ポテトサラダは絶品だった。
ラマダーン月の間、イスラーム教徒は日中の飲食ができなくなる。
それによって食事時間や献立が変わるのでそれについて一般的なことを書く。
今、日の出は5時45分前後なので
起床は朝4時から5時ごろになる。
人によっては30分ぐらいクルアーンを朗誦して、
それから簡単な食事をする。
友達の家に泊まったとき
おばあちゃんがまだ闇の中でクルアーンを開いて
もごもご言っているのを見たときは
光がないのに読めるのかなあと思ったが
ある程度は暗記しているだろうし
はっきりと字がよめなくても支障はないのであろう。
話を戻す。
朝食の内容はというと
紅茶、ミルクティーなどの飲み物
それにケーキやビスケットという組み合わせが多い。
抜かす昼食分のエネルギーを補うために
朝のうちに大量の糖分を摂っておくのだ。
そのわりには軽めのメニューじゃない?と思うかもしれないが
ここで欲張ってしまうと昼間は胃がもたれて辛いのだそうだ。
悩ましいところである。
といいつつも、食べる人は腹10分目までしっかり食べる。
そして朝の礼拝をして、また1・2時間眠る。
太陽が出ている間は
水はもちろん、唾を飲むことも禁じられている。
そのために路上で唾を吐く人をみかけることも少なくない。
ちなみにタバコも口にしてはいけない。
異教徒には関係ないとはいえ、喉をひりつかした人たちの前で
コーラを「ひゃー、うめーぜ」なんて飲めないので
僕も外にいるときは自主断食。
別にぐびぐびと音を立てたところで
コラッ、なんて叩かれるわけでもないのだけれど
そこらへんは郷に入った者としてはきちんと郷に従う。
日没は夜7時前。
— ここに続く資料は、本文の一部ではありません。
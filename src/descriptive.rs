//! Descriptive statistics for a single sample.
//!
//! # Examples
//!
//! ```
//! use u_inference::data::Sample;
//! use u_inference::descriptive::describe;
//!
//! let s = Sample::new(vec![1.0, 2.0, 3.0, 4.0, 5.0]).unwrap();
//! let d = describe(&s);
//! assert_eq!(d.count, 5);
//! assert!((d.mean - 3.0).abs() < 1e-12);
//! assert!((d.variance.unwrap() - 2.5).abs() < 1e-12);
//! assert!((d.q1 - 2.0).abs() < 1e-12);
//! assert!((d.iqr - 2.0).abs() < 1e-12);
//! ```

use std::collections::HashMap;

use u_numflow::stats;

use crate::data::Sample;
use crate::error::{InferenceError, Result};

/// Summary metrics of a sample.
///
/// Moments that are undefined for the sample size (or for a sample with
/// zero spread) are `None` instead of NaN.
#[derive(Debug, Clone, PartialEq)]
#[cfg_attr(feature = "serde", derive(serde::Serialize, serde::Deserialize))]
#[cfg_attr(feature = "serde", serde(rename_all = "camelCase"))]
pub struct DescriptiveStatistics {
    /// Number of observations.
    pub count: usize,
    /// Arithmetic mean.
    pub mean: f64,
    /// Median (0.5 quantile).
    pub median: f64,
    /// Most frequent value; the first one encountered on ties.
    pub mode: f64,
    /// Sample standard deviation (n−1). `None` when n < 2.
    pub standard_deviation: Option<f64>,
    /// Sample variance (n−1). `None` when n < 2.
    pub variance: Option<f64>,
    /// Smallest value.
    pub minimum: f64,
    /// Largest value.
    pub maximum: f64,
    /// `maximum − minimum`.
    pub range: f64,
    /// First quartile (R-7 linear interpolation).
    pub q1: f64,
    /// Third quartile (R-7 linear interpolation).
    pub q3: f64,
    /// Interquartile range `q3 − q1`.
    pub iqr: f64,
    /// Bias-corrected sample skewness G₁. `None` when n < 3 or zero spread.
    pub skewness: Option<f64>,
    /// Sample excess kurtosis G₂. `None` when n < 4 or zero spread.
    pub kurtosis: Option<f64>,
}

/// Computes every summary metric of `sample`.
///
/// Cannot fail: a [`Sample`] is non-empty and finite by construction.
pub fn describe(sample: &Sample) -> DescriptiveStatistics {
    let sorted = sample.sorted();
    let count = sample.len();
    let variance = sample.variance();

    let minimum = sorted[0];
    let maximum = sorted[count - 1];
    // R-7 on a non-empty sorted slice with p in [0, 1] is always defined.
    let quartile = |p: f64| stats::quantile_sorted(&sorted, p).unwrap_or(minimum);
    let q1 = quartile(0.25);
    let q3 = quartile(0.75);

    DescriptiveStatistics {
        count,
        mean: sample.mean(),
        median: quartile(0.5),
        mode: mode(sample.values()),
        standard_deviation: variance.map(f64::sqrt),
        variance,
        minimum,
        maximum,
        range: maximum - minimum,
        q1,
        q3,
        iqr: q3 - q1,
        skewness: stats::skewness(sample.values()),
        kurtosis: stats::kurtosis(sample.values()),
    }
}

/// `p`-th quantile of pre-sorted data using the R-7 method.
///
/// # Algorithm
///
/// h = (n−1)·p, j = ⌊h⌋, g = h − j, result = (1−g)·x[j] + g·x[j+1].
///
/// # Errors
///
/// [`InferenceError::Validation`] if `sorted` is empty or `p` lies outside
/// [0, 1].
///
/// # References
///
/// Hyndman & Fan (1996), *The American Statistician* 50(4), pp. 361–365.
pub fn quantile_sorted(sorted: &[f64], p: f64) -> Result<f64> {
    if sorted.is_empty() {
        return Err(InferenceError::validation("quantile of empty data"));
    }
    stats::quantile_sorted(sorted, p).ok_or_else(|| {
        InferenceError::validation(format!("quantile level must lie in [0, 1], got {p}"))
    })
}

// First value reaching the highest frequency, in input order.
fn mode(values: &[f64]) -> f64 {
    let key = |v: f64| if v == 0.0 { 0.0_f64.to_bits() } else { v.to_bits() };
    let mut counts: HashMap<u64, usize> = HashMap::with_capacity(values.len());
    for &v in values {
        *counts.entry(key(v)).or_insert(0) += 1;
    }
    let mut best = values[0];
    let mut best_count = 0;
    for &v in values {
        let c = counts[&key(v)];
        if c > best_count {
            best = v;
            best_count = c;
        }
    }
    best
}

#[cfg(test)]
mod tests {
    use super::*;

    fn sample(v: &[f64]) -> Sample {
        Sample::try_from(v).expect("valid sample")
    }

    #[test]
    fn one_through_five() {
        let d = describe(&sample(&[1.0, 2.0, 3.0, 4.0, 5.0]));
        assert_eq!(d.count, 5);
        assert!((d.mean - 3.0).abs() < 1e-12);
        assert!((d.median - 3.0).abs() < 1e-12);
        assert!((d.standard_deviation.unwrap() - 1.581_138_830_084_19).abs() < 1e-4);
        assert!((d.variance.unwrap() - 2.5).abs() < 1e-12);
        assert!(d.skewness.unwrap().abs() < 1e-12);
        assert!((d.kurtosis.unwrap() + 1.2).abs() < 1e-12);
        assert_eq!(d.q1, 2.0);
        assert_eq!(d.q3, 4.0);
        assert_eq!(d.iqr, 2.0);
        assert_eq!(d.minimum, 1.0);
        assert_eq!(d.maximum, 5.0);
        assert_eq!(d.range, 4.0);
    }

    #[test]
    fn mode_first_on_ties() {
        let d = describe(&sample(&[3.0, 1.0, 1.0, 3.0, 2.0]));
        assert_eq!(d.mode, 3.0);
        let d = describe(&sample(&[5.0, 2.0, 2.0, 7.0]));
        assert_eq!(d.mode, 2.0);
        let d = describe(&sample(&[4.0, 8.0, 9.0]));
        assert_eq!(d.mode, 4.0);
    }

    #[test]
    fn median_even_count() {
        let d = describe(&sample(&[4.0, 1.0, 3.0, 2.0]));
        assert!((d.median - 2.5).abs() < 1e-12);
        assert!((d.q1 - 1.75).abs() < 1e-12);
        assert!((d.q3 - 3.25).abs() < 1e-12);
    }

    #[test]
    fn right_skewed_sample() {
        let d = describe(&sample(&[1.0, 1.0, 1.0, 2.0, 2.0, 3.0, 10.0]));
        assert!(d.skewness.unwrap() > 1.0, "skew = {:?}", d.skewness);
    }

    #[test]
    fn small_samples_omit_higher_moments() {
        let d = describe(&sample(&[7.0]));
        assert_eq!(d.variance, None);
        assert_eq!(d.standard_deviation, None);
        assert_eq!(d.skewness, None);
        assert_eq!(d.kurtosis, None);
        assert_eq!(d.median, 7.0);
        assert_eq!(d.range, 0.0);

        let d = describe(&sample(&[1.0, 2.0, 3.0]));
        assert!(d.skewness.is_some());
        assert!(d.kurtosis.is_none());
    }

    #[test]
    fn quantile_level_checked() {
        let sorted = [1.0, 2.0, 3.0, 4.0];
        assert!((quantile_sorted(&sorted, 0.25).unwrap() - 1.75).abs() < 1e-12);
        assert_eq!(quantile_sorted(&sorted, 1.0).unwrap(), 4.0);
        assert!(matches!(
            quantile_sorted(&sorted, 1.5),
            Err(InferenceError::Validation(_))
        ));
        assert!(quantile_sorted(&[], 0.5).is_err());
    }

    #[test]
    fn constant_sample_has_no_shape() {
        let d = describe(&sample(&[2.0, 2.0, 2.0, 2.0, 2.0]));
        assert_eq!(d.variance, Some(0.0));
        assert_eq!(d.skewness, None);
        assert_eq!(d.kurtosis, None);
    }
}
今日は6時58分だったか。
まずは水かジュースを口にして
オプションでナツメヤシをかじる。
そうして空っぽの胃を驚かさないようにしてから
待ち焦がれた食事となる。
この食事、前もって「明日はうちに食べにきてよ」なんて
誘われた席では豪勢な料理が準備されているが
散歩中に「そろそろ時間だし、一緒にどうだい?」と
近所の人に声をかけてもらって突然の参加をするときは
質素に豆料理だけ、などという場合が多い。
多くの家庭では7時には軽めな晩御飯を食べて
そのあと夜10時に豪華な晩御飯が出る。
そして深夜1時、就寝前には追加の晩御飯となる。